I have looked over your revised version and compared it to the decision letter and am satisfied that in all respects but one your paper addresses the key points. The remaining point of uncertainty relates to the extent to which the differences observed between the wildtype and disease-associated mutant Seipin are manifest in a physiologically relevant concentration regime. This issue was flagged in the review as the most critical. To recapitulate: the reviewers accepted your claim that expression of the wildtype and mutant proteins have different consequences in terms of ER calcium metabolism and stress response. They also accepted that these may be plausibly related to different biophysical properties of the two proteins. However, for these features to be plausibly linked to the disease phenotype, they must be manifest at a physiological concentration regime. In other words, the reviewers were legitimately concerned by the possibility that the very real differences you observe between the wildtype and mutant were dependent on an abnormally high concentration in the cell and thus represent an over-expression experimental artifact of uncertain relevance.

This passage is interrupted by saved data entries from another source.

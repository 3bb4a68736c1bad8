//! Count the sentences and the tokens that survive preprocessing in a corpus
//!
//! Uses the same sentence sources and word filters as `wordgraph`, with its default settings
//! unless a config file says otherwise, so the numbers match what a graph run would see. Files
//! are counted in parallel.

// Argument parsing
#[macro_use] extern crate clap;
// logging
#[macro_use] extern crate log;
extern crate env_logger;
// Threading
extern crate rayon;
use rayon::prelude::*;
// lastly, this library
extern crate wordgraph;

use std::path::Path;
use std::sync::Arc;
use wordgraph::config::SettingsFile;
use wordgraph::errors::*;
use wordgraph::language::Builtin;
use wordgraph::layout;
use wordgraph::preprocess::WordPreprocessor;
use wordgraph::source::SentenceSource;

pub fn main() {
    // Main can't return a Result, and the ? operator needs the enclosing function to return Result
    inner_main().expect("Could not recover. Exiting.");
}
pub fn inner_main() -> Result<()> {
    env_logger::init();
    let args = app_from_crate!()
        .arg_from_usage("--config=[FILE] 'JSON file of settings, as for wordgraph'")
        .arg_from_usage("<data_dir> 'directory holding the corpus files'")
        .get_matches();

    let file = match args.value_of("config") {
        Some(path) => SettingsFile::load(path)?.unwrap_or_default(),
        None => SettingsFile::default(),
    };
    let settings = file.resolve()?;
    let source = SentenceSource::from_kind(
        &settings.file_parser,
        &settings.json_attribute,
        settings.xml_node_path.as_ref().map(String::as_str),
        None)?;
    let preprocessor = WordPreprocessor::new(
        settings.filters.clone(),
        Arc::new(Builtin::for_code(&settings.lang)?))?;

    let files = layout::corpus_files(Path::new(args.value_of("data_dir").unwrap_or(".")))?;
    info!("Counting {} files", files.len());
    let (sentences, tokens) = files.par_iter()
        .map(|path| {
            let mut counts = (0usize, 0usize);
            match source.sentences(path) {
                Ok(stream) => for sentence in stream {
                    match sentence {
                        Ok(sentence) => {
                            counts.0 += 1;
                            counts.1 += preprocessor.tokens(&sentence).len();
                        }
                        Err(err) => {
                            warn!("Stopped reading {}: {}", path.display(), err);
                            break;
                        }
                    }
                },
                Err(err) => warn!("Skipping {}: {}", path.display(), err),
            }
            counts
        })
        .reduce(|| (0, 0), |l, r| (l.0 + r.0, l.1 + r.1));

    println!("{} sentences, {} tokens", sentences, tokens);
    Ok(())
}
//! Faster (but not DoS-resistant) hashmaps, and the hash that routes word pairs to shards
use std::collections::{HashMap, HashSet};
use std::hash::{BuildHasherDefault, Hash, Hasher};
use std::str::FromStr;
use crate::errors::*;

/// Act like a farmhash
///
/// Farmhash isn't a streaming hash, so every write is hashed with the previous
/// state as its seed. Keys that write several pieces (strings write a terminator
/// byte after their contents) still depend on all of them.
pub struct FarmHashLie (u64);

impl Default for FarmHashLie {
    #[inline]
    fn default() -> FarmHashLie { FarmHashLie(0) }
}

impl Hasher for FarmHashLie {
    #[inline]
    fn finish(&self) -> u64 {
        self.0
    }
    #[inline]
    fn write(&mut self, bytes: &[u8]) {
        self.0 = farmhash::hash64_with_seed(bytes, self.0);
    }
}

pub type Farm = BuildHasherDefault<FarmHashLie>;
pub type FarmMap<X, Y> = HashMap<X, Y, Farm>;
pub type FarmSet<X> = HashSet<X, Farm>;

pub fn new_farm<X: Hash+Eq, Y>() -> FarmMap<X, Y> {
    Default::default()
}

pub fn new_farm_set<X: Hash+Eq>() -> FarmSet<X> {
    Default::default()
}

/// Canonical undirected pair as one integer: smaller id in the high half
#[inline]
pub fn pack_pair(a: u32, b: u32) -> u64 {
    let (lo, hi) = if a <= b { (a, b) } else { (b, a) };
    ((lo as u64) << 32) | hi as u64
}

#[inline]
pub fn unpack_pair(key: u64) -> (u32, u32) {
    ((key >> 32) as u32, key as u32)
}

/// How a canonical pair picks one of the `S` shard files
#[derive(Clone, Copy, Debug, PartialEq, Eq)]
pub enum ShardHash {
    /// farmhash of the packed pair, spreads skewed vocabularies evenly
    Farm,
    /// packed pair modulo the shard count, handy when reading shards by eye
    Modulo,
}

impl ShardHash {
    #[inline]
    pub fn shard(self, key: u64, shards: usize) -> usize {
        let h = match self {
            ShardHash::Farm => farmhash::hash64(&key.to_le_bytes()),
            ShardHash::Modulo => key,
        };
        (h % shards as u64) as usize
    }

    pub fn name(self) -> &'static str {
        match self {
            ShardHash::Farm => "farm",
            ShardHash::Modulo => "modulo",
        }
    }
}

impl FromStr for ShardHash {
    type Err = Error;
    fn from_str(s: &str) -> Result<Self> {
        match s {
            "farm" => Ok(ShardHash::Farm),
            "modulo" => Ok(ShardHash::Modulo),
            other => Err(Error::Configuration(format!(
                "shard_hash should be farm or modulo, not \"{}\"", other))),
        }
    }
}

The reviewers insisted that this issue must be addressed by studying the consequences of the mutation at endogenous levels of expression and suggested modifying the endogenous Seipin gene to that end. From your cover letter, I understand that this was attempted, but failed. The alternative approach you took – to cover the null with wild-type or mutant Seipin, in trans – is also acceptable, in principle. However, it remains essential to be able to relate the levels of expression achieved by this alternative approach to the endogenous levels of expression in the cell line in which the experiments were performed (SH SY5Y cells in this case). Perhaps I missed it, but to my reading Figure 10 shows comparability in expression of the wildtype and mutant Seipin transgenic protein in the Seipin∆ cells. I could find no assay that compares this to the expression of endogenous Seipin in the parental wild-type cells. If I missed this critical piece of data, kindly direct me to it.

If the measurement is missing from the paper, please endeavour to complete it and submit a revised version with this critical piece. For my part, I'll accelerate the handling of the paper as much as I can, as I realise it has now been under review for over one year.

We have added quantified data of immunoblotting to Figure 10A(c).

We have estimated transfection efficiency to be approximately 15% by transfecting

SH-SY5Y cells with plasmid (104 ng/cm²) to express G-CEPIA1er. We have included these data in Figure 10-source data 1.

Accordingly, we have rewritten the text as follows (p. 19, line 1 from bottom – p. 20, line 4).

These expression levels were estimated to be approximately 16% of those of endogenous Seipin^L and Seipin^S [Figure 10A(c)]. Given a transfection efficiency of approximately 15%, as estimated by transfecting SH-SY5Y cells with plasmid (104 ng/cm²) to express G-CEPIA1er (Figure 10-source data 1), the levels of ngSeipin^L and ngSeipin^S expressed by transfection in Seipin-KO SH-SY5Y cells would be considered comparable to those of endogenous Seipin^L and Seipin^S in SH-SY5Y WT cells.